17. An apparatus as claimed in claim 16 wherein:

said pipeline has an inner diameter of not less than fifteen inches and not greater than thirty-six inches;

said platform has a width; and

said width is not greater than eighty percent of said inner diameter of said pipeline.

18. An apparatus as claimed in claim 16 wherein:

said drive wheel has a plane of rotation and contacts said interior surface of said pipeline at a point of contact within said plane of rotation; and

each of said pair of guidance wheels has a plane of rotation and contacts said interior surface at a contact point within said plane of rotation.

19. An apparatus as claimed in claim 18 wherein each of said planes of rotation of said drive wheel and each of said guidance wheels is substantially radial relative to said pipeline.
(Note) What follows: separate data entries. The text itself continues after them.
use anyhow::{Context, Result};

/// Application configuration loaded from environment variables.
/// Fails at startup if required variables are missing.
///
/// The search tunables are deliberately configuration rather than constants:
/// the over-fetch factor is a heuristic, not a guarantee, and operators may
/// want to trade fetch size against page under-fill.
#[derive(Debug, Clone)]
pub struct Config {
    pub database_url: String,
    pub port: u16,
    pub rust_log: String,
    /// TTL for cached search pages, in seconds.
    pub search_cache_ttl_secs: u64,
    /// Over-fetch multiplier applied when salary/experience post-filtering is active.
    pub search_overfetch_factor: u32,
    /// Page size used when the request does not specify a limit.
    pub default_page_size: u32,
}

impl Config {
    pub fn from_env() -> Result<Self> {
        dotenvy::dotenv().ok(); // load .env if present; ignore if missing

        Ok(Config {
            database_url: require_env("DATABASE_URL")?,
            port: std::env::var("PORT")
                .unwrap_or_else(|_| "8080".to_string())
                .parse::<u16>()
                .context("PORT must be a valid port number")?,
            rust_log: std::env::var("RUST_LOG").unwrap_or_else(|_| "info".to_string()),
            search_cache_ttl_secs: optional_env("SEARCH_CACHE_TTL_SECS", 300)?,
            search_overfetch_factor: optional_env("SEARCH_OVERFETCH_FACTOR", 3)?,
            default_page_size: optional_env("DEFAULT_PAGE_SIZE", 12)?,
        })
    }
}

fn require_env(key: &str) -> Result<String> {
    std::env::var(key).with_context(|| format!("Required environment variable '{key}' is not set"))
}

fn optional_env<T>(key: &str, default: T) -> Result<T>
where
    T: std::str::FromStr,
    T::Err: std::error::Error + Send + Sync + 'static,
{
    match std::env::var(key) {
        Ok(raw) => raw
            .parse::<T>()
            .with_context(|| format!("'{key}' has an invalid value")),
        Err(_) => Ok(default),
    }
}
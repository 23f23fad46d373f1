//! Request-side filter model: one `FilterSpec` per search call.
//!
//! A spec is lowered to a `JobQuery` (the storage-expressible pre-filter);
//! salary and experience stay on the spec because they can only be applied in
//! memory after the fetch.

use chrono::{DateTime, Utc};
use serde::{Deserialize, Serialize};

use crate::storage::{JobQuery, LocationFilter};

/// Sentinel upper bound meaning "and above" in a requested salary range.
pub const SALARY_OPEN_END: u32 = 9999;

/// Hard ceiling on the requested page size.
pub const MAX_PAGE_SIZE: u32 = 100;

/// A requested salary interval, parsed from the wire form `"min-max"`.
#[derive(Debug, Clone, Copy, PartialEq, Eq, Serialize, Deserialize)]
pub struct SalaryRange {
    pub min: u32,
    pub max: u32,
}

impl SalaryRange {
    /// Parses `"min-max"`. Malformed bounds degrade instead of failing:
    /// an unreadable min becomes 0, an unreadable or missing max becomes the
    /// open-end sentinel. Only an entirely empty string yields no range.
    pub fn parse(raw: &str) -> Option<Self> {
        let raw = raw.trim();
        if raw.is_empty() {
            return None;
        }
        let normalized = raw.replace(['–', '—'], "-");
        let mut parts = normalized.splitn(2, '-');
        let min = parts
            .next()
            .and_then(|s| s.trim().parse::<u32>().ok())
            .unwrap_or(0);
        let max = parts
            .next()
            .and_then(|s| s.trim().parse::<u32>().ok())
            .unwrap_or(SALARY_OPEN_END);
        Some(Self { min, max })
    }

    pub fn is_open_ended(&self) -> bool {
        self.max == SALARY_OPEN_END
    }
}

/// Coarse experience intervals offered by the filter UI, in months.
/// Adjacent buckets deliberately overlap at their shared boundary, matching
/// how the listing site groups them.
#[derive(Debug, Clone, PartialEq, Eq, Serialize, Deserialize)]
#[serde(rename_all = "snake_case")]
pub enum ExperienceBucket {
    /// Exactly zero required months.
    NoRequirement,
    /// At most 12 months.
    UnderOneYear,
    /// 12 to 24 months.
    OneToTwoYears,
    /// 24 to 48 months.
    TwoToFourYears,
    /// 36 to 60 months.
    ThreeToFiveYears,
    /// 60 to 120 months.
    FiveToTenYears,
    /// More than 120 months.
    OverTenYears,
    /// Unrecognized label; matched as a raw substring of the record text.
    Other(String),
}

impl ExperienceBucket {
    /// Maps a request label to its bucket. Labels are matched loosely
    /// (case-insensitive, dash-variant tolerant, surrounding text allowed)
    /// because they arrive as display strings, not enum codes.
    pub fn from_label(label: &str) -> Option<Self> {
        let trimmed = label.trim();
        if trimmed.is_empty() {
            return None;
        }
        let folded = trimmed.to_lowercase().replace(['–', '—'], "-");
        let bucket = if folded.contains("không yêu cầu") {
            Self::NoRequirement
        } else if folded.contains("dưới 1 năm") {
            Self::UnderOneYear
        } else if folded.contains("1-2 năm") {
            Self::OneToTwoYears
        } else if folded.contains("2-4 năm") {
            Self::TwoToFourYears
        } else if folded.contains("3-5 năm") {
            Self::ThreeToFiveYears
        } else if folded.contains("5-10 năm") {
            Self::FiveToTenYears
        } else if folded.contains("trên 10 năm") {
            Self::OverTenYears
        } else {
            Self::Other(trimmed.to_string())
        };
        Some(bucket)
    }

    /// Display label, as it appears in the cache-key segment.
    pub fn label(&self) -> &str {
        match self {
            Self::NoRequirement => "Không yêu cầu",
            Self::UnderOneYear => "Dưới 1 năm",
            Self::OneToTwoYears => "1-2 năm",
            Self::TwoToFourYears => "2-4 năm",
            Self::ThreeToFiveYears => "3-5 năm",
            Self::FiveToTenYears => "5-10 năm",
            Self::OverTenYears => "Trên 10 năm",
            Self::Other(label) => label,
        }
    }
}

/// The full set of user-supplied search parameters for one query.
#[derive(Debug, Clone, Default, PartialEq)]
pub struct FilterSpec {
    /// Cache-key label distinguishing the calling surface/feed.
    pub label: String,
    pub keyword: Option<String>,
    /// City/district text; the literal "Remote" selects the remote pattern.
    pub location: Option<String>,
    pub job_type: Option<String>,
    pub salary_range: Option<SalaryRange>,
    pub experience: Option<ExperienceBucket>,
    pub featured_only: bool,
    pub page: u32,
    pub limit: u32,
}

impl FilterSpec {
    /// Clamps pagination to usable values: page >= 1, 1 <= limit <= MAX.
    pub fn sanitized(mut self) -> Self {
        self.page = self.page.max(1);
        self.limit = self.limit.clamp(1, MAX_PAGE_SIZE);
        self
    }

    /// True when the result set must be narrowed in memory after the fetch —
    /// salary/experience intervals cannot be expressed over free-text columns.
    pub fn needs_post_filter(&self) -> bool {
        self.salary_range.is_some() || self.experience.is_some()
    }

    /// Lowers this spec to the storage-expressible pre-filter, anchored at
    /// the given eligibility instant. Salary/experience conditions do not
    /// lower: a substring narrowing over the free-text columns would drop
    /// records the exact bucket predicates accept, and a pre-filter must
    /// stay a superset of the final filter.
    pub fn to_query(&self, active_at: DateTime<Utc>) -> JobQuery {
        let location = self.location.as_deref().map(|loc| {
            if loc.eq_ignore_ascii_case("remote") {
                LocationFilter::Remote
            } else {
                LocationFilter::Place(loc.to_string())
            }
        });
        JobQuery {
            active_at,
            keyword: self.keyword.clone(),
            location,
            job_type: self.job_type.clone(),
            featured_only: self.featured_only,
        }
    }

    /// Cache-key label: the surface label plus the in-memory filter
    /// conditions, which the lowered pre-filter cannot carry. Without them
    /// two searches differing only in salary/experience would share a cache
    /// entry.
    pub fn cache_label(&self) -> String {
        let mut label = self.label.clone();
        if let Some(range) = &self.salary_range {
            label.push_str(&format!("|salary={}-{}", range.min, range.max));
        }
        if let Some(bucket) = &self.experience {
            label.push_str(&format!("|exp={}", bucket.label()));
        }
        label
    }
}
20. An apparatus configured to effect traverse though a pipeline having an inner diameter of not less than fifteen inches and not greater than thirty-six inches, said apparatus comprising:

a platform having a width not greater than eighty percent of said inner diameter of said pipeline;

a motor bracket affixed to said platform;

a motor supported by said motor bracket;

a drive wheel coupled to said platform, coupled to said motor, and having a plane of rotation substantially radial to said pipeline; and

a pair of guidance wheels coupled to said frame, wherein each of said guidance wheels has a plane of rotation substantially radial relative to said pipeline.